In all but one MS’er, anatomic pathologies were found to be more prominent in the upright position than in the recumbent position. Similarly, CSF flow abnormalities were found to be more prominent in the upright position than in the recumbent position in all but one MS’er. 

“The abstract of this paper is poorly written and difficult to draw definitive conclusions without reading the paper. Unfortunately, I don’t have access to the full paper at present to make an informed comment at this time. However, I have concerns about the paper. The investigators state that all the MS’ers in this study have had significant trauma; therefore these findings cannot be generalised to other MS’ers as a history of preceding trauma is rare and many studies have excluded trauma as a relevant risk factor in MS.”

“Clearly this work will have to be reproduced; I plan to ask my neuroradiology colleagues to comment on it and I will get back to you on the blog.”

“I am not sure what treatment these authors are proposing; but please don’t rush to get your scanned in an upright scanner and have treatment until we get some informed feedback from experts in the area and the findings are reproduced.”

“It sounds as if the scanner used in this study is propriety or a specialised scanner, which means it will not be widely available for general use.”

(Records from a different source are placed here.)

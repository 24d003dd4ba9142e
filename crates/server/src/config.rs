//! Server configuration read from the process environment.

use std::env;

use mathbot_mistral_model::{MistralConfig, MistralConfigBuilder};

/// Default address the server listens on.
pub const DEFAULT_LISTEN: &str = "127.0.0.1:3000";

/// Runtime configuration of the relay server.
#[derive(Clone, Debug)]
pub struct ServerConfig {
    listen: String,
    mistral: Option<MistralConfig>,
}

impl ServerConfig {
    /// Reads the configuration from the process environment.
    #[inline]
    pub fn from_env() -> Self {
        Self::from_lookup(|key| env::var(key).ok())
    }

    /// Reads the configuration through `lookup`, which maps a variable
    /// name to its value.
    ///
    /// A missing or blank `MISTRAL_API_KEY` is not an error here: the
    /// server still starts, and every relay call fails until it is set.
    pub fn from_lookup<F>(lookup: F) -> Self
    where
        F: Fn(&str) -> Option<String>,
    {
        let var = |key: &str| lookup(key).filter(|v| !v.trim().is_empty());

        let mistral = var("MISTRAL_API_KEY").map(|api_key| {
            let mut builder = MistralConfigBuilder::with_api_key(api_key);
            if let Some(model) = var("MISTRAL_MODEL") {
                builder = builder.with_model(model);
            }
            if let Some(base_url) = var("MISTRAL_BASE_URL") {
                builder = builder.with_base_url(base_url);
            }
            if let Some(temperature) = var("MISTRAL_TEMPERATURE") {
                match temperature.trim().parse::<f32>() {
                    Ok(temperature) if temperature.is_finite() => {
                        builder = builder.with_temperature(temperature);
                    }
                    _ => warn!(
                        "ignoring invalid MISTRAL_TEMPERATURE: {temperature}"
                    ),
                }
            }
            builder.build()
        });

        Self {
            listen: var("MATHBOT_LISTEN")
                .unwrap_or_else(|| DEFAULT_LISTEN.to_owned()),
            mistral,
        }
    }

    /// Returns the address to listen on.
    #[inline]
    pub fn listen(&self) -> &str {
        &self.listen
    }

    /// Returns the upstream configuration, or `None` when no credential
    /// is configured.
    #[inline]
    pub fn mistral(&self) -> Option<&MistralConfig> {
        self.mistral.as_ref()
    }
}
//! The interactive prompt loop of the terminal client.

use std::io::Write as _;
use std::time::Duration;

use indicatif::{ProgressBar, ProgressStyle};
use mathbot_core::ChatSessionBuilder;
use mathbot_core::chat::{ChatMessage, ChatState, GREETING, RelayTransport};
use mathbot_core::relay::Role;
use owo_colors::OwoColorize;
use tokio::io::{AsyncBufRead, AsyncBufReadExt};
use tokio::select;
use tokio::sync::mpsc;
use tokio::time::sleep;

enum SessionEvent {
    Idle,
    Reply(ChatMessage),
}

const BAR_CHAR: &str = "▎";

const HELP: &str = "/explain shows the last explanation, /close hides it, \
                    /quit leaves";

/// Chats through `transport`, reading one question per line of `input`
/// until it ends or `/quit` is entered.
///
/// Returns the final state of the session.
pub async fn run<T, R>(transport: T, input: R) -> Option<ChatState>
where
    T: RelayTransport,
    R: AsyncBufRead + Unpin,
{
    let (event_tx, mut event_rx) = mpsc::unbounded_channel();

    let session = ChatSessionBuilder::with_transport(transport)
        .on_idle({
            let event_tx = event_tx.clone();
            move || {
                event_tx.send(SessionEvent::Idle).ok();
            }
        })
        .on_message({
            let event_tx = event_tx.clone();
            move |msg: &ChatMessage| {
                if msg.role() == Role::Assistant {
                    event_tx.send(SessionEvent::Reply(msg.clone())).ok();
                }
            }
        })
        .build();

    let progress_style =
        match ProgressStyle::with_template("{spinner} {wide_msg}") {
            Ok(style) => style.tick_chars("⠋⠙⠹⠸⠼⠴⠦⠧⠇⠏"),
            Err(err) => {
                error!("invalid progress template: {err}");
                return None;
            }
        };

    print_reply(GREETING, false);
    println!("{}", HELP.dimmed());

    let mut lines = input.lines();

    'outer: loop {
        print!("> ");
        std::io::stdout().flush().ok();

        let line = match lines.next_line().await {
            Ok(Some(line)) => line,
            Ok(None) => break,
            Err(err) => {
                error!("error reading input: {err}");
                break;
            }
        };
        let line = line.trim();
        match line {
            "" => continue,
            "/quit" => break,
            "/close" => {
                session.close_explanation();
                continue;
            }
            "/explain" => {
                let Some(state) = session.snapshot().await else {
                    break;
                };
                match state.latest_explained() {
                    Some(msg) => {
                        session.open_explanation(msg.id());
                        print_explanation(msg.detail());
                    }
                    None => println!("{}", "No explanation yet.".dimmed()),
                }
                continue;
            }
            _ => {}
        }

        session.set_input(line);
        session.submit();

        let mut progress_bar = None;

        loop {
            // Create a new progress bar if it has been finished.
            progress_bar
                .get_or_insert_with(|| {
                    let progress_bar = ProgressBar::new_spinner();
                    progress_bar.set_style(progress_style.clone());
                    progress_bar.set_message("🤔 Thinking...");
                    progress_bar
                })
                .inc(1);

            let sleep = sleep(Duration::from_millis(100));
            let event = select! {
                event = event_rx.recv() => {
                    let Some(event) = event else {
                        break 'outer;
                    };
                    event
                },
                _ = sleep => {
                    continue;
                }
            };

            // Finish the progress bar before printing anything else.
            if let Some(progress_bar) = &progress_bar {
                progress_bar.finish_and_clear();
            }
            progress_bar = None;

            match event {
                SessionEvent::Reply(msg) => {
                    print_reply(msg.text(), msg.has_detail());
                }
                SessionEvent::Idle => {
                    break;
                }
            }
        }
    }

    session.snapshot().await
}

fn print_reply(text: &str, has_detail: bool) {
    println!("{}🤖 {}", BAR_CHAR.bright_cyan(), text.bright_white());
    if has_detail {
        println!("{}", "   (/explain for the detailed steps)".dimmed());
    }
}

fn print_explanation(detail: &str) {
    let bar = BAR_CHAR.bright_yellow();
    for line in detail.lines() {
        println!("{bar}{line}");
    }
}

#[cfg(test)]
mod tests {
    use mathbot_core::chat::APOLOGY;

    use super::*;
    use crate::HttpRelayTransport;

    #[tokio::test]
    async fn test_every_buffered_line_is_submitted() {
        let transport = HttpRelayTransport::new("http://127.0.0.1:1/api/chat");
        let input: &[u8] = b"1 + 1\n2 + 2\n\n3 + 3\n";

        let state = run(transport, input).await.unwrap();

        let texts: Vec<_> = state.messages().iter().map(|m| m.text()).collect();
        assert_eq!(
            texts,
            [
                GREETING, "1 + 1", APOLOGY, "2 + 2", APOLOGY, "3 + 3", APOLOGY
            ]
        );
    }

    #[tokio::test]
    async fn test_quit_stops_reading() {
        let transport = HttpRelayTransport::new("http://127.0.0.1:1/api/chat");
        let input: &[u8] = b"/explain\n/quit\n1 + 1\n";

        let state = run(transport, input).await.unwrap();
        assert_eq!(state.messages().len(), 1);
        assert_eq!(state.explanation(), None);
    }
}
//! The MathBot relay endpoint.
//!
//! One route, `POST /api/chat`, forwards a chat history to the model and
//! answers with a provider-shaped envelope. The server holds no state
//! between calls besides its configuration.

#[macro_use]
extern crate tracing;

pub mod config;
pub mod error;
pub mod handlers;
pub mod routes;
pub mod state;

pub use config::ServerConfig;
pub use error::ApiError;
pub use routes::{create_router, serve};
pub use state::AppState;
use std::fmt::Debug;

const DEFAULT_MODEL: &str = "mistral-medium";
const DEFAULT_BASE_URL: &str = "https://api.mistral.ai/v1";

/// Builder for [`MistralConfig`].
#[derive(Clone, PartialEq)]
pub struct MistralConfigBuilder {
    api_key: String,
    model: Option<String>,
    base_url: Option<String>,
    temperature: Option<f32>,
}

impl MistralConfigBuilder {
    /// Creates a builder with the given API key.
    #[inline]
    pub fn with_api_key<S: Into<String>>(api_key: S) -> Self {
        Self {
            api_key: api_key.into(),
            model: None,
            base_url: None,
            temperature: None,
        }
    }

    /// Sets the model to use.
    #[inline]
    pub fn with_model<S: Into<String>>(mut self, model: S) -> Self {
        self.model = Some(model.into());
        self
    }

    /// Sets a custom base URL.
    #[inline]
    pub fn with_base_url<S: Into<String>>(mut self, base_url: S) -> Self {
        self.base_url = Some(base_url.into());
        self
    }

    /// Sets the sampling temperature. The provider default is used when
    /// this is never called.
    #[inline]
    pub fn with_temperature(mut self, temperature: f32) -> Self {
        self.temperature = Some(temperature);
        self
    }

    /// Builds the configuration.
    #[inline]
    pub fn build(self) -> MistralConfig {
        let base_url = self
            .base_url
            .unwrap_or_else(|| DEFAULT_BASE_URL.to_string());
        MistralConfig {
            api_key: self.api_key,
            model: self.model.unwrap_or_else(|| DEFAULT_MODEL.to_string()),
            base_url: base_url.trim_end_matches('/').to_string(),
            temperature: self.temperature,
        }
    }
}

impl Debug for MistralConfigBuilder {
    fn fmt(&self, f: &mut std::fmt::Formatter<'_>) -> std::fmt::Result {
        f.debug_struct("MistralConfigBuilder")
            .field("api_key", &"<redacted>")
            .field("model", &self.model)
            .field("base_url", &self.base_url)
            .field("temperature", &self.temperature)
            .finish()
    }
}

/// Configuration for the Mistral chat completion provider.
#[derive(Clone, PartialEq)]
pub struct MistralConfig {
    pub(crate) api_key: String,
    pub(crate) model: String,
    pub(crate) base_url: String,
    pub(crate) temperature: Option<f32>,
}

impl MistralConfig {
    /// Returns the model identifier sent with every request.
    #[inline]
    pub fn model(&self) -> &str {
        &self.model
    }

    /// Returns the base URL, without a trailing slash.
    #[inline]
    pub fn base_url(&self) -> &str {
        &self.base_url
    }

    /// Returns the sampling temperature, if one is set.
    #[inline]
    pub fn temperature(&self) -> Option<f32> {
        self.temperature
    }
}

impl Debug for MistralConfig {
    fn fmt(&self, f: &mut std::fmt::Formatter<'_>) -> std::fmt::Result {
        f.debug_struct("MistralConfig")
            .field("api_key", &"<redacted>")
            .field("model", &self.model)
            .field("base_url", &self.base_url)
            .field("temperature", &self.temperature)
            .finish()
    }
}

10 thoughts on “Cranio-cervical trauma and MS”

  1. Re: "What do you mean by MS trauma? Is that like the damage to myelin and stuff?"No, like whiplash or sports injuries to the neck.

  2. My wife was diagnosed with a herniated disk prior to being diagnosed with MS. In fact, it was the surgeon that put the neuroligist on the path of looking at MS, when he refused to operate. Basically said the Neuro's initial diagnosis was wrong. After ~6 years on copaxone, my wife decided to go off of DMD's over 4 years ago. We've seen no adverse effects from the decision. Rather, there appear to have been improvements in some areas. I've always questioned the process we went through.

  3. So, would you consider abnormal CSF flow completely irrelevant to MS? What about the Monro-Kellie hypothesis?

  4. Re: "So, would you consider abnormal CSF flow completely irrelevant to MS?" No, it may explain the distribution of the lesions. "What about the Monro-Kellie hypothesis?"The Monro-Kellie hypothesis is a generic hypothesis that describes the pressure-volume relationship between intra-cranial pressure, volume of cerebrospinal fluid, blood, brain tissue, and the cerebral perfusion pressure. Apart for pseudo-tumoral MS lesions and brain atrophy, I am not aware of any other abnormality to perturb the relationship between the variables of the Monro-Kellie hypothesis. If you know of any literature please feel free to share it with us.

  5. Re "No, it may explain the distribution of the lesions."The distribution only? Not the cause? In what way?

  6. Gavin, Is there more information you have, more in regards of a injury or trauma such as a fall or injury to the cervical , neck, or head area.. that was diagnosed subsequently to be multiple sclerosis?